In total, 363 paediatric patients (198 boys, 165 girls) with vitiligo and 93 healthy children (55 boys, 38 girls) were screened for autoimmune thyroiditis. The two groups were matched for age and gender. Children with vitiligo were split into two groups according to type (segmental and nonsegmental vitiligo). Demographic data, clinical features and examinations were recorded using questionnaires. Thyroid function tests including free triiodothyronine, free thyroxine and thyroid-stimulating hormone were performed. Anti-thyroid peroxidase antibody) and anti-thyroglobulin antibody levels were assessed as well. Other associated diseases were also monitored in this study.
Of the 363 patients, 43 (11.8%) had abnormal levels of studied thyroid parameters, compared with 4 of the 93 controls (4.3%); the difference was significant (P = 0.04).

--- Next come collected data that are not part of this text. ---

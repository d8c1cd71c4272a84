pub mod create;
pub mod detail;
pub mod evaluate;
pub mod list;
pub mod results;
pub mod update;

use actix_web::{HttpRequest, HttpResponse, Result as ActixResult};
use std::sync::Arc;

use crate::models::submissions::requests::{
    CreateSubmissionRequest, SubmissionListQuery, UpdateCustomMarksRequest,
    UpdateSubmissionStatusRequest,
};
use crate::storage::Storage;

pub struct SubmissionService {
    storage: Option<Arc<dyn Storage>>,
}

impl SubmissionService {
    pub fn new_lazy() -> Self {
        Self { storage: None }
    }

    pub(crate) fn get_storage(&self, request: &HttpRequest) -> Arc<dyn Storage> {
        if let Some(storage) = &self.storage {
            storage.clone()
        } else {
            request
                .app_data::<actix_web::web::Data<Arc<dyn Storage>>>()
                .expect("Storage not found in app data")
                .get_ref()
                .clone()
        }
    }

    /// 创建提交（同时创建 pending 的 AI 评估）
    pub async fn create_submission(
        &self,
        request: &HttpRequest,
        req: CreateSubmissionRequest,
    ) -> ActixResult<HttpResponse> {
        create::create_submission(self, request, req).await
    }

    /// 获取提交详情
    pub async fn get_submission(
        &self,
        request: &HttpRequest,
        submission_id: i64,
    ) -> ActixResult<HttpResponse> {
        detail::get_submission(self, request, submission_id).await
    }

    /// 列出提交
    pub async fn list_submissions(
        &self,
        request: &HttpRequest,
        query: SubmissionListQuery,
    ) -> ActixResult<HttpResponse> {
        list::list_submissions(self, request, query).await
    }

    /// 更新状态
    pub async fn update_status(
        &self,
        request: &HttpRequest,
        submission_id: i64,
        req: UpdateSubmissionStatusRequest,
    ) -> ActixResult<HttpResponse> {
        update::update_status(self, request, submission_id, req).await
    }

    /// 教师手动给分
    pub async fn update_custom_marks(
        &self,
        request: &HttpRequest,
        submission_id: i64,
        req: UpdateCustomMarksRequest,
    ) -> ActixResult<HttpResponse> {
        update::update_custom_marks(self, request, submission_id, req).await
    }

    /// 运行测试用例评测
    pub async fn evaluate_submission(
        &self,
        request: &HttpRequest,
        submission_id: i64,
    ) -> ActixResult<HttpResponse> {
        evaluate::evaluate_submission(self, request, submission_id).await
    }

    /// 已存储的测试用例结果
    pub async fn get_testcase_results(
        &self,
        request: &HttpRequest,
        submission_id: i64,
    ) -> ActixResult<HttpResponse> {
        results::get_testcase_results(self, request, submission_id).await
    }
}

The alterations of thyroid parameters and the incidence of AT in patients with nonsegmental vitiligo were both significantly different (P < 0.05, P = 0.04) relative to the segmental vitiligo group. Of the 363 patients, 67 (18.5%) had other associated diseases. There were no differences in the rates of other associated diseases between patients with segmental vitiligo and those with nonsegmental vitiligo (P > 0.05).
A significant incidence of thyroid dysfunction was found in paediatric patients with nonsegmental vitiligo. As vitiligo usually appears before the development of the thyroid disease, it may be advantageous to screen thyroid functions and antibody levels in all paediatric patients with vitiligo, especially those with nonsegmental vitiligo.